Connie Chang, The University of Texas at Austin
School of Architecture
From the Jury:
There’s a strong structural diagram to the project, which really looks viable, and it has enough perforations that it could really be an exciting place to be. It presents a critique of tower-in-a-park housing by showing a fabric that has the potential to reanimate the in-between spaces that are underutilized. The presentation is fantastic because there’s everything you need to draw you into the project and see the depth of it.
As architects, how can we both spatially and socially integrate new communities into an existing urban fabric?
Berlin is a dynamic city whose urban fabric is the manifestation of its discordant past. The neighborhoods adjacent to Karl-Marx-Allee are large-scale embodiments of the modernist urban design concept of “Towers in a Park.” Within this context, however, the “park” is left undeveloped. The combination of typological “towers” and lack of ownership of the “park” generates a dissonance that is felt throughout the neighborhood.

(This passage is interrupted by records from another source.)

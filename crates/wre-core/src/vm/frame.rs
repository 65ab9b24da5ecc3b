//! Frame Protocol
//!
//! Layout and lifecycle of one activation record. While a body runs, relative
//! to FP: `M[FP]` holds the argument, `M[FP-1]` the caller's FP and `M[FP-2]`
//! the return address. The offsets are the same for both growth directions.

use tracing::debug;

use crate::config::StackGrowth;
use crate::error::{WreError, WreResult};
use super::store::WordStore;
use super::value::Word;

pub const ARGUMENT_OFFSET: Word = 0;
pub const SAVED_FP_OFFSET: Word = -1;
pub const RETURN_ADDRESS_OFFSET: Word = -2;

/// Words occupied by one frame
pub const FRAME_WORDS: usize = 3;

/// Register that receives the return value on exit
pub const VALUE_REGISTER: usize = 0;

/// Lifecycle of a single call
#[derive(Debug, Clone, Copy, PartialEq, Eq)]
pub enum CallPhase {
    Idle,
    ArgsPushed,
    ReturnAddrPushed,
    OldFpPushed,
    InBody,
    ValueStaged,
    FpRestored,
    StackUnwound,
    Dispatched,
}

impl CallPhase {
    /// The only phase this one may move to
    pub fn next(self) -> Option<CallPhase> {
        use CallPhase::*;
        match self {
            Idle => Some(ArgsPushed),
            ArgsPushed => Some(ReturnAddrPushed),
            ReturnAddrPushed => Some(OldFpPushed),
            OldFpPushed => Some(InBody),
            InBody => Some(ValueStaged),
            ValueStaged => Some(FpRestored),
            FpRestored => Some(StackUnwound),
            StackUnwound => Some(Dispatched),
            Dispatched => None,
        }
    }
}

/// Outcome tag of a call, distinct from its value
#[derive(Debug, Clone, Copy, PartialEq, Eq, Default)]
pub enum ReturnStatus {
    #[default]
    Ok,
    /// A read intrinsic could not parse its token
    InputFormat,
    /// A read intrinsic found no further input
    EndOfInput,
}

impl ReturnStatus {
    /// Word form loaded by `Op::LoadStatus`
    pub fn code(self) -> Word {
        match self {
            ReturnStatus::Ok => 0,
            ReturnStatus::InputFormat => 1,
            ReturnStatus::EndOfInput => 2,
        }
    }
}

/// Value and status handed back by a routine body
#[derive(Debug, Clone, Copy, PartialEq, Eq, Default)]
pub struct Completion {
    pub value: Word,
    pub status: ReturnStatus,
}

impl Completion {
    /// No meaningful result; the value is zero
    pub fn unit() -> Self {
        Self::default()
    }

    pub fn value(value: Word) -> Self {
        Completion { value, status: ReturnStatus::Ok }
    }

    pub fn failed(status: ReturnStatus) -> Self {
        Completion { value: 0, status }
    }
}

/// Named call/return fields of one call
#[derive(Debug, Clone, PartialEq, Eq)]
pub struct CallRecord {
    pub argument: Word,
    pub return_address: Word,
    pub return_value: Word,
    pub status: ReturnStatus,
    phase: CallPhase,
}

impl CallRecord {
    fn new(argument: Word, return_address: Word) -> Self {
        CallRecord {
            argument,
            return_address,
            return_value: 0,
            status: ReturnStatus::Ok,
            phase: CallPhase::Idle,
        }
    }

    /// Record of the routine whose frame is active in `store`
    pub fn active(store: &WordStore) -> WreResult<Self> {
        let mut record = Self::new(
            store.frame_load(ARGUMENT_OFFSET)?,
            store.frame_load(RETURN_ADDRESS_OFFSET)?,
        );
        record.phase = CallPhase::InBody;
        Ok(record)
    }

    pub fn phase(&self) -> CallPhase {
        self.phase
    }

    fn advance(&mut self, to: CallPhase) -> WreResult<()> {
        if self.phase.next() != Some(to) {
            return Err(WreError::FrameProtocol { from: self.phase, to });
        }
        self.phase = to;
        Ok(())
    }

    /// Stage the body's result for the exit sequence
    pub fn stage(&mut self, completion: Completion) -> WreResult<()> {
        self.advance(CallPhase::ValueStaged)?;
        self.return_value = completion.value;
        self.status = completion.status;
        Ok(())
    }
}

/// SP a frame based at `fp` must leave behind when its body finishes
fn balanced_sp(growth: StackGrowth, fp: Word) -> Word {
    let base = fp + RETURN_ADDRESS_OFFSET;
    match growth {
        StackGrowth::Upward => base + FRAME_WORDS as Word,
        StackGrowth::Downward => base - 1,
    }
}

/// Caller side: lay down the frame and point FP at its argument cell
pub fn enter(store: &mut WordStore, argument: Word, return_address: Word) -> WreResult<CallRecord> {
    let mut record = CallRecord::new(argument, return_address);
    let caller_fp = store.fp();

    // the argument always occupies the highest of the three cells
    let fp = store.reserve(FRAME_WORDS)? + (FRAME_WORDS as Word - 1);

    store.store(fp + ARGUMENT_OFFSET, argument)?;
    record.advance(CallPhase::ArgsPushed)?;
    store.store(fp + RETURN_ADDRESS_OFFSET, return_address)?;
    record.advance(CallPhase::ReturnAddrPushed)?;
    store.store(fp + SAVED_FP_OFFSET, caller_fp)?;
    record.advance(CallPhase::OldFpPushed)?;

    store.set_fp(fp);
    record.advance(CallPhase::InBody)?;

    debug!(target: "wre::frame", fp, sp = store.sp(), argument, return_address, "frame entered");
    Ok(record)
}

/// Callee side: hand the value over, restore the caller's frame and yield
/// the return address to dispatch to
pub fn exit(store: &mut WordStore, record: &mut CallRecord) -> WreResult<Word> {
    if record.phase != CallPhase::ValueStaged {
        return Err(WreError::FrameProtocol { from: record.phase, to: CallPhase::FpRestored });
    }
    let fp = store.fp();
    if store.sp() != balanced_sp(store.stack_growth(), fp) {
        return Err(WreError::UnbalancedFrame { fp, sp: store.sp() });
    }
    let return_address = store.frame_load(RETURN_ADDRESS_OFFSET)?;
    let caller_fp = store.frame_load(SAVED_FP_OFFSET)?;

    store.set_register(VALUE_REGISTER, record.return_value)?;

    record.advance(CallPhase::FpRestored)?;
    store.set_fp(caller_fp);

    // argument slot, then return address and saved FP
    store.release(1)?;
    store.release(2)?;
    record.advance(CallPhase::StackUnwound)?;

    record.return_address = return_address;
    record.advance(CallPhase::Dispatched)?;

    debug!(target: "wre::frame", fp = caller_fp, sp = store.sp(), value = record.return_value, "frame exited");
    Ok(return_address)
}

Our urban intervention introduces an alternative system of densification specific to this neighborhood of East Berlin. The system is antithetical to the ideology of the existing Modernist blocks and shies away from singular architectural and urban forms. By utilizing diverse, smaller-scale components, this methodology creates cohesive communities that layer within the existing context and reclaim underutilized open space.

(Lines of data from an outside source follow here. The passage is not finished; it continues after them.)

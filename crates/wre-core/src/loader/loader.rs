//! Program Image Loader
//!
//! Loads and validates WRE program images.
//! This layer performs structural validation only; register indices and
//! dynamic jump targets are checked when they execute.

use crate::bytecode::{
    Address, BinOp, Block, Callee, DataCell, Label, Op, OpCode, Program, Reg, Transfer, UnOp,
};
use crate::capability::CapabilitySet;
use crate::error::{WreError, WreResult};
use crate::intrinsic::Intrinsic;
use crate::vm::value::Word;

/// Image magic: "WRE1"
pub const IMAGE_MAGIC: u32 = 0x5752_4531;

/// Supported image version
pub const IMAGE_VERSION: u8 = 1;

/// Header size: magic, version, capabilities, reserved, entry, data and block counts
const MIN_IMAGE_SIZE: usize = 20;

pub(crate) const ADDRESS_ABSOLUTE: u8 = 0x00;
pub(crate) const ADDRESS_REGISTER: u8 = 0x01;
pub(crate) const CALLEE_ROUTINE: u8 = 0x00;
pub(crate) const CALLEE_INTRINSIC: u8 = 0x01;

/// Loaded program bundle
#[derive(Debug)]
pub struct LoadedImage {
    pub program: Program,
    /// Capabilities the image declares it needs
    pub required: CapabilitySet,
}

/// Program image loader
pub struct ImageLoader;

impl ImageLoader {
    /// Load a program from raw bytes
    pub fn load(bytes: &[u8]) -> WreResult<LoadedImage> {
        if bytes.len() < MIN_IMAGE_SIZE {
            return Err(WreError::ImageTooShort);
        }

        let mut cursor = 0;

        // Magic
        let magic = Self::read_u32(bytes, &mut cursor)?;
        if magic != IMAGE_MAGIC {
            return Err(WreError::InvalidMagicNumber);
        }

        // Version
        let version = Self::read_u8(bytes, &mut cursor)?;
        if version != IMAGE_VERSION {
            return Err(WreError::InvalidImageVersion(version));
        }

        let required = CapabilitySet::from_bits(Self::read_u8(bytes, &mut cursor)?);

        // Reserved
        Self::read_u16(bytes, &mut cursor)?;

        let entry = Label(Self::read_u32(bytes, &mut cursor)?);

        // Data segment
        let data_count = Self::read_u32(bytes, &mut cursor)? as usize;
        let mut data = Vec::with_capacity(data_count.min(bytes.len() / 8));
        for _ in 0..data_count {
            let address = Self::read_i32(bytes, &mut cursor)?;
            let value = Self::read_i32(bytes, &mut cursor)?;
            data.push(DataCell { address, value });
        }

        // Blocks
        let block_count = Self::read_u32(bytes, &mut cursor)? as usize;
        let mut blocks = Vec::with_capacity(block_count.min(bytes.len()));
        for _ in 0..block_count {
            blocks.push(Self::read_block(bytes, &mut cursor)?);
        }

        let program = Program::new(entry, blocks)?.with_data(data);
        Ok(LoadedImage { program, required })
    }

    fn read_block(bytes: &[u8], cursor: &mut usize) -> WreResult<Block> {
        let op_count = Self::read_u32(bytes, cursor)? as usize;
        let mut ops = Vec::with_capacity(op_count.min(bytes.len()));
        for _ in 0..op_count {
            ops.push(Self::read_op(bytes, cursor)?);
        }
        let transfer = Self::read_transfer(bytes, cursor)?;
        Ok(Block::new(ops, transfer))
    }

    fn read_op(bytes: &[u8], cursor: &mut usize) -> WreResult<Op> {
        let tag = Self::read_u8(bytes, cursor)?;
        let opcode = OpCode::from_u8(tag)
            .filter(|op| !op.is_transfer())
            .ok_or(WreError::InvalidTag { kind: "op", tag })?;

        Ok(match opcode {
            OpCode::LoadImm => Op::LoadImm {
                dst: Self::read_reg(bytes, cursor)?,
                value: Self::read_i32(bytes, cursor)?,
            },
            OpCode::Move => Op::Move {
                dst: Self::read_reg(bytes, cursor)?,
                src: Self::read_reg(bytes, cursor)?,
            },
            OpCode::LoadLabel => Op::LoadLabel {
                dst: Self::read_reg(bytes, cursor)?,
                label: Label(Self::read_u32(bytes, cursor)?),
            },
            OpCode::Load => Op::Load {
                dst: Self::read_reg(bytes, cursor)?,
                addr: Self::read_address(bytes, cursor)?,
            },
            OpCode::Store => Op::Store {
                addr: Self::read_address(bytes, cursor)?,
                src: Self::read_reg(bytes, cursor)?,
            },
            OpCode::LoadFrame => Op::LoadFrame {
                dst: Self::read_reg(bytes, cursor)?,
                offset: Self::read_i32(bytes, cursor)?,
            },
            OpCode::StoreFrame => Op::StoreFrame {
                offset: Self::read_i32(bytes, cursor)?,
                src: Self::read_reg(bytes, cursor)?,
            },
            OpCode::Push => Op::Push { src: Self::read_reg(bytes, cursor)? },
            OpCode::Pop => Op::Pop { dst: Self::read_reg(bytes, cursor)? },
            OpCode::Binary => {
                let tag = Self::read_u8(bytes, cursor)?;
                let op = BinOp::from_u8(tag).ok_or(WreError::InvalidTag { kind: "binary op", tag })?;
                Op::Binary {
                    op,
                    dst: Self::read_reg(bytes, cursor)?,
                    lhs: Self::read_reg(bytes, cursor)?,
                    rhs: Self::read_reg(bytes, cursor)?,
                }
            }
            OpCode::Unary => {
                let tag = Self::read_u8(bytes, cursor)?;
                let op = UnOp::from_u8(tag).ok_or(WreError::InvalidTag { kind: "unary op", tag })?;
                Op::Unary {
                    op,
                    dst: Self::read_reg(bytes, cursor)?,
                    src: Self::read_reg(bytes, cursor)?,
                }
            }
            OpCode::LoadStatus => Op::LoadStatus { dst: Self::read_reg(bytes, cursor)? },

            // filtered above
            OpCode::Jump
            | OpCode::Branch
            | OpCode::JumpRegister
            | OpCode::Call
            | OpCode::Return
            | OpCode::Halt => return Err(WreError::InvalidTag { kind: "op", tag }),
        })
    }

    fn read_transfer(bytes: &[u8], cursor: &mut usize) -> WreResult<Transfer> {
        let tag = Self::read_u8(bytes, cursor)?;
        let opcode = OpCode::from_u8(tag)
            .filter(|op| op.is_transfer())
            .ok_or(WreError::InvalidTag { kind: "transfer", tag })?;

        Ok(match opcode {
            OpCode::Jump => Transfer::Jump(Label(Self::read_u32(bytes, cursor)?)),
            OpCode::Branch => Transfer::Branch {
                cond: Self::read_reg(bytes, cursor)?,
                if_zero: Label(Self::read_u32(bytes, cursor)?),
                otherwise: Label(Self::read_u32(bytes, cursor)?),
            },
            OpCode::JumpRegister => Transfer::JumpRegister(Self::read_reg(bytes, cursor)?),
            OpCode::Call => Transfer::Call {
                callee: Self::read_callee(bytes, cursor)?,
                arg: Self::read_reg(bytes, cursor)?,
                resume: Label(Self::read_u32(bytes, cursor)?),
            },
            OpCode::Return => {
                let value = match Self::read_u8(bytes, cursor)? {
                    0x00 => None,
                    0x01 => Some(Self::read_reg(bytes, cursor)?),
                    tag => return Err(WreError::InvalidTag { kind: "return value", tag }),
                };
                Transfer::Return { value }
            }
            OpCode::Halt => Transfer::Halt,
            _ => return Err(WreError::InvalidTag { kind: "transfer", tag }),
        })
    }

    fn read_address(bytes: &[u8], cursor: &mut usize) -> WreResult<Address> {
        match Self::read_u8(bytes, cursor)? {
            ADDRESS_ABSOLUTE => Ok(Address::Absolute(Self::read_i32(bytes, cursor)?)),
            ADDRESS_REGISTER => Ok(Address::Register(Self::read_reg(bytes, cursor)?)),
            tag => Err(WreError::InvalidTag { kind: "address", tag }),
        }
    }

    fn read_callee(bytes: &[u8], cursor: &mut usize) -> WreResult<Callee> {
        match Self::read_u8(bytes, cursor)? {
            CALLEE_ROUTINE => Ok(Callee::Routine(Label(Self::read_u32(bytes, cursor)?))),
            CALLEE_INTRINSIC => {
                let tag = Self::read_u8(bytes, cursor)?;
                Intrinsic::from_u8(tag)
                    .map(Callee::Intrinsic)
                    .ok_or(WreError::InvalidTag { kind: "intrinsic", tag })
            }
            tag => Err(WreError::InvalidTag { kind: "callee", tag }),
        }
    }

    fn read_reg(bytes: &[u8], cursor: &mut usize) -> WreResult<Reg> {
        Ok(Reg(Self::read_u16(bytes, cursor)?))
    }

    fn take<'a, const N: usize>(bytes: &'a [u8], cursor: &mut usize) -> WreResult<[u8; N]> {
        let end = cursor.checked_add(N).ok_or(WreError::ImageTooShort)?;
        let slice: &'a [u8] = bytes.get(*cursor..end).ok_or(WreError::ImageTooShort)?;
        *cursor = end;
        let mut out = [0u8; N];
        out.copy_from_slice(slice);
        Ok(out)
    }

    fn read_u8(bytes: &[u8], cursor: &mut usize) -> WreResult<u8> {
        Ok(Self::take::<1>(bytes, cursor)?[0])
    }

    fn read_u16(bytes: &[u8], cursor: &mut usize) -> WreResult<u16> {
        Ok(u16::from_be_bytes(Self::take(bytes, cursor)?))
    }

    fn read_u32(bytes: &[u8], cursor: &mut usize) -> WreResult<u32> {
        Ok(u32::from_be_bytes(Self::take(bytes, cursor)?))
    }

    fn read_i32(bytes: &[u8], cursor: &mut usize) -> WreResult<Word> {
        Ok(i32::from_be_bytes(Self::take(bytes, cursor)?))
    }
}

The design is organized by a tessellation in which the unit comprises enclosed mass, inhabitable surfaces, and voids. This proposed system of housing seeks to promote new methods of urban living. By rejecting the singular apartment building, the aggregation of units and shared spaces instigates a more cohesive urban community. Visual porosity across levels and interstitial conditions generates opportunities for spontaneous community interaction.